**** The data ****

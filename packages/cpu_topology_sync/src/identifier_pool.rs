use core::fmt::{self, Debug};
use core::sync::atomic::{AtomicUsize, Ordering};

use crate::ProcessorIdentifier;
use crate::error::{Error, Result};

/// Default number of synthetic identifiers reserved for a boot session.
///
/// This bounds the number of efficiency cores we can give siblings to.
pub const DEFAULT_POOL_CAPACITY: usize = 128;

/// Storage whose address serves as a synthetic processor identifier.
///
/// The host treats the identifier as opaque, so the contents are never read. The atomic only
/// keeps the pool `Sync` without any unsafe code.
#[repr(transparent)]
struct IdentifierSlot(AtomicUsize);

impl IdentifierSlot {
    const fn new() -> Self {
        Self(AtomicUsize::new(0))
    }
}

/// Fixed-capacity, append-only arena of identifiers for synthetic processor registrations.
///
/// Slots are handed out in order and are never released, so the pool must live as long as the
/// host may refer to the processors registered with them (in practice: in a `static`).
///
/// Claiming is two-phase: [`claim()`][Self::claim] reserves the next free slot and the slot only
/// counts as registered once the claim is [committed][PendingIdentifier::commit]. A claim that
/// is dropped uncommitted leaves the pool as it was.
pub struct IdentifierPool<const CAPACITY: usize> {
    slots: [IdentifierSlot; CAPACITY],

    // Number of slots registered so far. Never exceeds CAPACITY.
    registered: AtomicUsize,
}

impl<const CAPACITY: usize> IdentifierPool<CAPACITY> {
    /// Creates an empty pool.
    #[must_use]
    pub const fn new() -> Self {
        Self {
            slots: [const { IdentifierSlot::new() }; CAPACITY],
            registered: AtomicUsize::new(0),
        }
    }

    /// Maximum number of identifiers the pool can hand out.
    #[must_use]
    pub const fn capacity(&self) -> usize {
        CAPACITY
    }

    /// Number of identifiers registered so far.
    #[must_use]
    pub fn registered_count(&self) -> usize {
        self.registered.load(Ordering::Acquire)
    }

    /// Reserves the next free identifier.
    ///
    /// # Errors
    ///
    /// Returns [`Error::IdentifierPoolExhausted`] if every slot is already registered.
    pub fn claim(&self) -> Result<PendingIdentifier<'_, CAPACITY>> {
        let index = self.registered_count();

        let identifier = self
            .identifier_at(index)
            .ok_or(Error::IdentifierPoolExhausted { capacity: CAPACITY })?;

        Ok(PendingIdentifier {
            pool: self,
            index,
            identifier,
        })
    }

    /// Whether the identifier was issued by this pool, registered or not.
    #[must_use]
    pub fn contains(&self, identifier: ProcessorIdentifier) -> bool {
        self.slots
            .as_ptr_range()
            .contains(&core::ptr::without_provenance::<IdentifierSlot>(
                identifier.address(),
            ))
    }

    /// Identifiers registered so far, in registration order.
    pub fn registered_identifiers(&self) -> impl Iterator<Item = ProcessorIdentifier> + '_ {
        (0..self.registered_count()).filter_map(|index| self.identifier_at(index))
    }

    fn identifier_at(&self, index: usize) -> Option<ProcessorIdentifier> {
        self.slots
            .get(index)
            .map(|slot| ProcessorIdentifier::from_ptr(core::ptr::from_ref(slot)))
    }
}

impl<const CAPACITY: usize> Default for IdentifierPool<CAPACITY> {
    fn default() -> Self {
        Self::new()
    }
}

#[cfg_attr(coverage_nightly, coverage(off))] // No API contract to test.
impl<const CAPACITY: usize> Debug for IdentifierPool<CAPACITY> {
    fn fmt(&self, f: &mut fmt::Formatter<'_>) -> fmt::Result {
        f.debug_struct("IdentifierPool")
            .field("capacity", &CAPACITY)
            .field("registered", &self.registered_count())
            .finish_non_exhaustive()
    }
}

/// A reserved but not yet registered identifier from an [`IdentifierPool`].
#[derive(Debug)]
#[must_use = "the identifier is only registered once the claim is committed"]
pub struct PendingIdentifier<'a, const CAPACITY: usize> {
    pool: &'a IdentifierPool<CAPACITY>,
    index: usize,
    identifier: ProcessorIdentifier,
}

impl<const CAPACITY: usize> PendingIdentifier<'_, CAPACITY> {
    /// The reserved identifier.
    #[must_use]
    pub fn identifier(&self) -> ProcessorIdentifier {
        self.identifier
    }

    /// Marks the identifier as registered, advancing the pool cursor.
    pub fn commit(self) -> ProcessorIdentifier {
        // Registration runs serialized, so nobody can have advanced the cursor since the claim.
        // If that ever breaks, two processors would share an identifier.
        #[expect(
            clippy::arithmetic_side_effects,
            reason = "a claimed index is always below CAPACITY"
        )]
        let previous = self.pool.registered.swap(self.index + 1, Ordering::AcqRel);
        assert_eq!(
            previous, self.index,
            "identifier pool was claimed concurrently"
        );

        self.identifier
    }
}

****

**Brief**
Every line of the data that includes the word "Result" should be copied.

**Answer below**
use crate::error::{Error, Result};
    pub fn claim(&self) -> Result<PendingIdentifier<'_, CAPACITY>> {
    fn fmt(&self, f: &mut fmt::Formatter<'_>) -> fmt::Result {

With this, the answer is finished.